AIM OF THE EXERCISE: If a line in the data holds "PathBuf", copy that line out in full.

INPUT FOR THIS TASK:
※ ※ ※

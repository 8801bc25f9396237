//! PDF書き換え（lopdf）
//!
//! - ハイライト注釈（黄色・半透明の外観ストリーム付き）
//! - 「Matched Part Number: …」の赤字スタンプ（ページ左上の固定位置）
//! - 認識テキストの不可視レイヤー（描画モード3）
//!
//! 書き出しは一時ファイル経由の置き換えで行い、途中の壊れたファイルを残さない。

use crate::error::DocumentError;
use crate::recognizer::{PageGeometry, PageText, Rect};
use lopdf::content::{Content, Operation};
use lopdf::{dictionary, Dictionary, Document, Object, ObjectId, Stream};
use std::collections::BTreeMap;
use std::fmt::Display;
use std::path::{Path, PathBuf};

/// MediaBox が取れない場合（US Letter）
const DEFAULT_PAGE_SIZE: (f64, f64) = (612.0, 792.0);

/// Parent を辿る上限
const MAX_INHERIT_DEPTH: usize = 32;

const HIGHLIGHT_NAME: &str = "fai-coc-highlight";
const STAMP_NAME: &str = "fai-coc-stamp";
const STAMP_FONT: &str = "Helv";
const STAMP_FONT_SIZE: f64 = 12.0;
const STAMP_LEFT: f64 = 50.0;
const STAMP_TOP: f64 = 30.0;
const TEXT_LAYER_FONT: &str = "FaiCocOcr";

pub struct PdfDocument {
    path: PathBuf,
    doc: Document,
    pages: BTreeMap<u32, ObjectId>,
    geometry: Vec<PageGeometry>,
    text_layer_font: Option<ObjectId>,
}

impl PdfDocument {
    pub fn load(path: &Path) -> Result<Self, DocumentError> {
        let doc = match Document::load(path) {
            Ok(doc) => doc,
            Err(e) => {
                let bytes = std::fs::read(path)?;
                if bytes.windows(8).any(|w| w == b"/Encrypt") {
                    return Err(DocumentError::Encrypted(path.to_path_buf()));
                }
                return Err(unreadable(path, e));
            }
        };

        if doc.trailer.get(b"Encrypt").is_ok() {
            return Err(DocumentError::Encrypted(path.to_path_buf()));
        }

        let pages = doc.get_pages();
        if pages.is_empty() {
            return Err(unreadable(path, "ページがありません"));
        }

        let geometry = pages
            .iter()
            .map(|(&number, &id)| page_geometry(&doc, number, id))
            .collect();

        Ok(Self {
            path: path.to_path_buf(),
            doc,
            pages,
            geometry,
            text_layer_font: None,
        })
    }

    pub fn path(&self) -> &Path {
        &self.path
    }

    pub fn geometry(&self) -> &[PageGeometry] {
        &self.geometry
    }

    pub fn page_count(&self) -> usize {
        self.pages.len()
    }

    /// ハイライト注釈を追加（rect は左上原点）
    pub fn add_highlight(&mut self, page: u32, rect: Rect, contents: &str) -> Result<(), DocumentError> {
        let (page_id, geom) = self.page(page)?;
        let [x0, y0, x1, y1] = to_pdf_space(&geom, &rect);

        let appearance = Stream::new(
            dictionary! {
                "Type" => "XObject",
                "Subtype" => "Form",
                "BBox" => reals(&[x0, y0, x1, y1]),
                "Resources" => dictionary! {
                    "ExtGState" => dictionary! {
                        "GS0" => dictionary! {
                            "Type" => "ExtGState",
                            "ca" => real(0.35),
                            "CA" => real(0.35),
                            "BM" => "Multiply",
                        },
                    },
                },
            },
            self.encode(vec![
                Operation::new("gs", vec!["GS0".into()]),
                Operation::new("rg", reals(&[1.0, 1.0, 0.0])),
                Operation::new("re", reals(&[x0, y0, x1 - x0, y1 - y0])),
                Operation::new("f", vec![]),
            ])?,
        );
        let appearance_id = self.doc.add_object(appearance);

        let annot = dictionary! {
            "Type" => "Annot",
            "Subtype" => "Highlight",
            "Rect" => reals(&[x0, y0, x1, y1]),
            "QuadPoints" => reals(&[x0, y1, x1, y1, x0, y0, x1, y0]),
            "C" => reals(&[1.0, 1.0, 0.0]),
            "F" => Object::Integer(4),
            "P" => page_id,
            "NM" => Object::string_literal(format!("{}-{}", HIGHLIGHT_NAME, appearance_id.0)),
            "Contents" => Object::string_literal(contents),
            "AP" => dictionary! { "N" => appearance_id },
        };
        let annot_id = self.doc.add_object(annot);
        self.push_annot(page_id, annot_id)
    }

    /// 照合した品番を赤字で表示
    ///
    /// 同じページに既にスタンプがあれば1行ずつ下にずらす。
    pub fn add_stamp(&mut self, page: u32, identifier: &str) -> Result<(), DocumentError> {
        let (page_id, geom) = self.page(page)?;
        let text = format!("Matched Part Number: {}", identifier);

        let line = self.count_annots(page_id, STAMP_NAME);
        let width = text.chars().count() as f64 * STAMP_FONT_SIZE * 0.6 + 8.0;
        let height = STAMP_FONT_SIZE + 6.0;
        let x0 = geom.origin_x + STAMP_LEFT;
        let top = geom.origin_y + geom.height - STAMP_TOP - line as f64 * height;

        let appearance = Stream::new(
            dictionary! {
                "Type" => "XObject",
                "Subtype" => "Form",
                "BBox" => reals(&[0.0, 0.0, width, height]),
                "Resources" => dictionary! {
                    "Font" => dictionary! { STAMP_FONT => helvetica() },
                },
            },
            self.encode(vec![
                Operation::new("BT", vec![]),
                Operation::new("Tf", vec![STAMP_FONT.into(), real(STAMP_FONT_SIZE)]),
                Operation::new("rg", reals(&[1.0, 0.0, 0.0])),
                Operation::new("Td", reals(&[4.0, 5.0])),
                Operation::new("Tj", vec![Object::string_literal(text.as_str())]),
                Operation::new("ET", vec![]),
            ])?,
        );
        let appearance_id = self.doc.add_object(appearance);

        let annot = dictionary! {
            "Type" => "Annot",
            "Subtype" => "FreeText",
            "Rect" => reals(&[x0, top - height, x0 + width, top]),
            "Contents" => Object::string_literal(text.as_str()),
            "DA" => Object::string_literal(format!("/{} {} Tf 1 0 0 rg", STAMP_FONT, STAMP_FONT_SIZE)),
            "F" => Object::Integer(4),
            "Border" => vec![Object::Integer(0), Object::Integer(0), Object::Integer(0)],
            "P" => page_id,
            "NM" => Object::string_literal(format!("{}-{}-{}", STAMP_NAME, page, line)),
            "AP" => dictionary! { "N" => appearance_id },
        };
        let annot_id = self.doc.add_object(annot);
        self.push_annot(page_id, annot_id)
    }

    /// 認識テキストを不可視で重ねる（検索・コピー用）
    pub fn embed_text_layer(&mut self, text: &PageText) -> Result<(), DocumentError> {
        if text.words.is_empty() {
            return Ok(());
        }
        let (page_id, geom) = self.page(text.page)?;

        let mut operations = vec![
            Operation::new("BT", vec![]),
            Operation::new("Tr", vec![Object::Integer(3)]),
        ];
        for word in &text.words {
            let size = (word.rect.height() * 0.8).max(1.0);
            let natural = word.text.chars().count() as f64 * size * 0.5;
            let scale = if natural > 0.0 {
                (word.rect.width() / natural * 100.0).clamp(10.0, 1000.0)
            } else {
                100.0
            };
            let [x, y, _, _] = to_pdf_space(&geom, &word.rect);

            operations.push(Operation::new("Tf", vec![TEXT_LAYER_FONT.into(), real(size)]));
            operations.push(Operation::new("Tz", vec![real(scale)]));
            operations.push(Operation::new(
                "Tm",
                reals(&[1.0, 0.0, 0.0, 1.0, x, y + word.rect.height() * 0.2]),
            ));
            operations.push(Operation::new("Tj", vec![Object::string_literal(word.text.as_str())]));
        }
        operations.push(Operation::new("ET", vec![]));

        let layer = self.encode(operations)?;
        let font_id = self.text_layer_font();
        self.add_font_resource(page_id, TEXT_LAYER_FONT, font_id)?;
        self.append_content(page_id, layer)
    }

    /// 一時ファイルに書いてから置き換える
    pub fn save_atomic(mut self, target: &Path) -> Result<(), DocumentError> {
        let dir = target
            .parent()
            .filter(|p| !p.as_os_str().is_empty())
            .unwrap_or_else(|| Path::new("."));

        let mut temp = tempfile::NamedTempFile::new_in(dir)?;
        self.doc.compress();
        self.doc
            .save_to(&mut temp)
            .map_err(|e| write_error(target, e))?;
        temp.as_file().sync_all()?;
        temp.persist(target).map_err(|e| write_error(target, e.error))?;
        Ok(())
    }

    fn page(&self, page: u32) -> Result<(ObjectId, PageGeometry), DocumentError> {
        let id = self.pages.get(&page).copied();
        let geom = self.geometry.iter().find(|g| g.page == page).copied();
        id.zip(geom)
            .ok_or_else(|| write_error(&self.path, format!("ページ {} がありません", page)))
    }

    fn encode(&self, operations: Vec<Operation>) -> Result<Vec<u8>, DocumentError> {
        Content { operations }
            .encode()
            .map_err(|e| write_error(&self.path, e))
    }

    fn page_dict_mut(&mut self, page_id: ObjectId) -> Result<&mut Dictionary, DocumentError> {
        let path = self.path.clone();
        self.doc
            .get_object_mut(page_id)
            .and_then(Object::as_dict_mut)
            .map_err(|e| write_error(&path, e))
    }

    fn page_entries(&self, page_id: ObjectId, key: &[u8]) -> Vec<Object> {
        let Ok(page) = self.doc.get_dictionary(page_id) else {
            return Vec::new();
        };
        match page.get(key) {
            Ok(Object::Array(items)) => items.clone(),
            Ok(Object::Reference(id)) => match self.doc.get_object(*id) {
                Ok(Object::Array(items)) => items.clone(),
                Ok(_) => vec![Object::Reference(*id)],
                Err(_) => Vec::new(),
            },
            _ => Vec::new(),
        }
    }

    fn push_annot(&mut self, page_id: ObjectId, annot_id: ObjectId) -> Result<(), DocumentError> {
        let mut annots = self.page_entries(page_id, b"Annots");
        annots.push(annot_id.into());
        self.page_dict_mut(page_id)?.set("Annots", annots);
        Ok(())
    }

    /// NM が prefix で始まる注釈の数
    fn count_annots(&self, page_id: ObjectId, prefix: &str) -> usize {
        self.page_entries(page_id, b"Annots")
            .iter()
            .filter_map(|annot| resolve(&self.doc, annot).as_dict().ok())
            .filter(|annot| {
                matches!(annot.get(b"NM"), Ok(Object::String(name, _)) if name.starts_with(prefix.as_bytes()))
            })
            .count()
    }

    /// 元の内容を q/Q で囲み、その後ろに追記
    fn append_content(&mut self, page_id: ObjectId, extra: Vec<u8>) -> Result<(), DocumentError> {
        let existing = self.page_entries(page_id, b"Contents");

        let open = self.doc.add_object(Stream::new(dictionary! {}, b"q\n".to_vec()));
        let mut body = b"Q\n".to_vec();
        body.extend(extra);
        let close = self.doc.add_object(Stream::new(dictionary! {}, body));

        let mut contents: Vec<Object> = vec![open.into()];
        contents.extend(existing);
        contents.push(close.into());

        self.page_dict_mut(page_id)?.set("Contents", contents);
        Ok(())
    }

    fn text_layer_font(&mut self) -> ObjectId {
        match self.text_layer_font {
            Some(id) => id,
            None => {
                let id = self.doc.add_object(helvetica());
                self.text_layer_font = Some(id);
                id
            }
        }
    }

    /// ページの Resources/Font にフォントを登録
    ///
    /// 参照や親から継承した Resources はページ直下に複製してから書き換える。
    fn add_font_resource(&mut self, page_id: ObjectId, name: &str, font_id: ObjectId) -> Result<(), DocumentError> {
        let mut resources = inherited(&self.doc, page_id, b"Resources")
            .and_then(|obj| resolve(&self.doc, obj).as_dict().ok())
            .cloned()
            .unwrap_or_else(Dictionary::new);

        let mut fonts = resources
            .get(b"Font")
            .ok()
            .and_then(|obj| resolve(&self.doc, obj).as_dict().ok())
            .cloned()
            .unwrap_or_else(Dictionary::new);

        fonts.set(name, font_id);
        resources.set("Font", fonts);
        self.page_dict_mut(page_id)?.set("Resources", resources);
        Ok(())
    }
}

fn helvetica() -> Dictionary {
    dictionary! {
        "Type" => "Font",
        "Subtype" => "Type1",
        "BaseFont" => "Helvetica",
        "Encoding" => "WinAnsiEncoding",
    }
}

fn real(value: f64) -> Object {
    Object::Real((value as f32).into())
}

fn reals(values: &[f64]) -> Vec<Object> {
    values.iter().map(|v| real(*v)).collect()
}

fn number(obj: &Object) -> Option<f64> {
    match obj {
        Object::Integer(i) => Some(*i as f64),
        Object::Real(r) => Some(*r as f64),
        _ => None,
    }
}

fn resolve<'a>(doc: &'a Document, obj: &'a Object) -> &'a Object {
    match obj {
        Object::Reference(id) => doc.get_object(*id).unwrap_or(obj),
        _ => obj,
    }
}

/// ページから Parent を辿って継承属性を探す
fn inherited<'a>(doc: &'a Document, page_id: ObjectId, key: &[u8]) -> Option<&'a Object> {
    let mut dict = doc.get_dictionary(page_id).ok()?;
    for _ in 0..MAX_INHERIT_DEPTH {
        if let Ok(obj) = dict.get(key) {
            return Some(obj);
        }
        let parent = dict.get(b"Parent").and_then(Object::as_reference).ok()?;
        dict = doc.get_dictionary(parent).ok()?;
    }
    None
}

fn page_geometry(doc: &Document, page: u32, page_id: ObjectId) -> PageGeometry {
    let media_box = inherited(doc, page_id, b"MediaBox")
        .and_then(|obj| resolve(doc, obj).as_array().ok())
        .map(|items| {
            items
                .iter()
                .filter_map(|o| number(resolve(doc, o)))
                .collect::<Vec<_>>()
        })
        .filter(|v| v.len() == 4)
        .map(|v| Rect::new(v[0], v[1], v[2], v[3]))
        .filter(|r| !r.is_empty());

    match media_box {
        Some(r) => PageGeometry {
            page,
            origin_x: r.x0,
            origin_y: r.y0,
            width: r.width(),
            height: r.height(),
        },
        None => PageGeometry {
            page,
            origin_x: 0.0,
            origin_y: 0.0,
            width: DEFAULT_PAGE_SIZE.0,
            height: DEFAULT_PAGE_SIZE.1,
        },
    }
}

/// 左上原点の矩形をPDF座標（左下原点）の [x0, y0, x1, y1] に変換
fn to_pdf_space(geom: &PageGeometry, rect: &Rect) -> [f64; 4] {
    let top = geom.origin_y + geom.height;
    [
        geom.origin_x + rect.x0,
        top - rect.y1,
        geom.origin_x + rect.x1,
        top - rect.y0,
    ]
}

fn unreadable(path: &Path, reason: impl Display) -> DocumentError {
    DocumentError::Unreadable {
        path: path.to_path_buf(),
        reason: reason.to_string(),
    }
}

fn write_error(path: &Path, reason: impl Display) -> DocumentError {
    DocumentError::Write {
        path: path.to_path_buf(),
        reason: reason.to_string(),
    }
}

※ ※ ※

OUTPUT OF THE TASK:
use std::path::{Path, PathBuf};
    path: PathBuf,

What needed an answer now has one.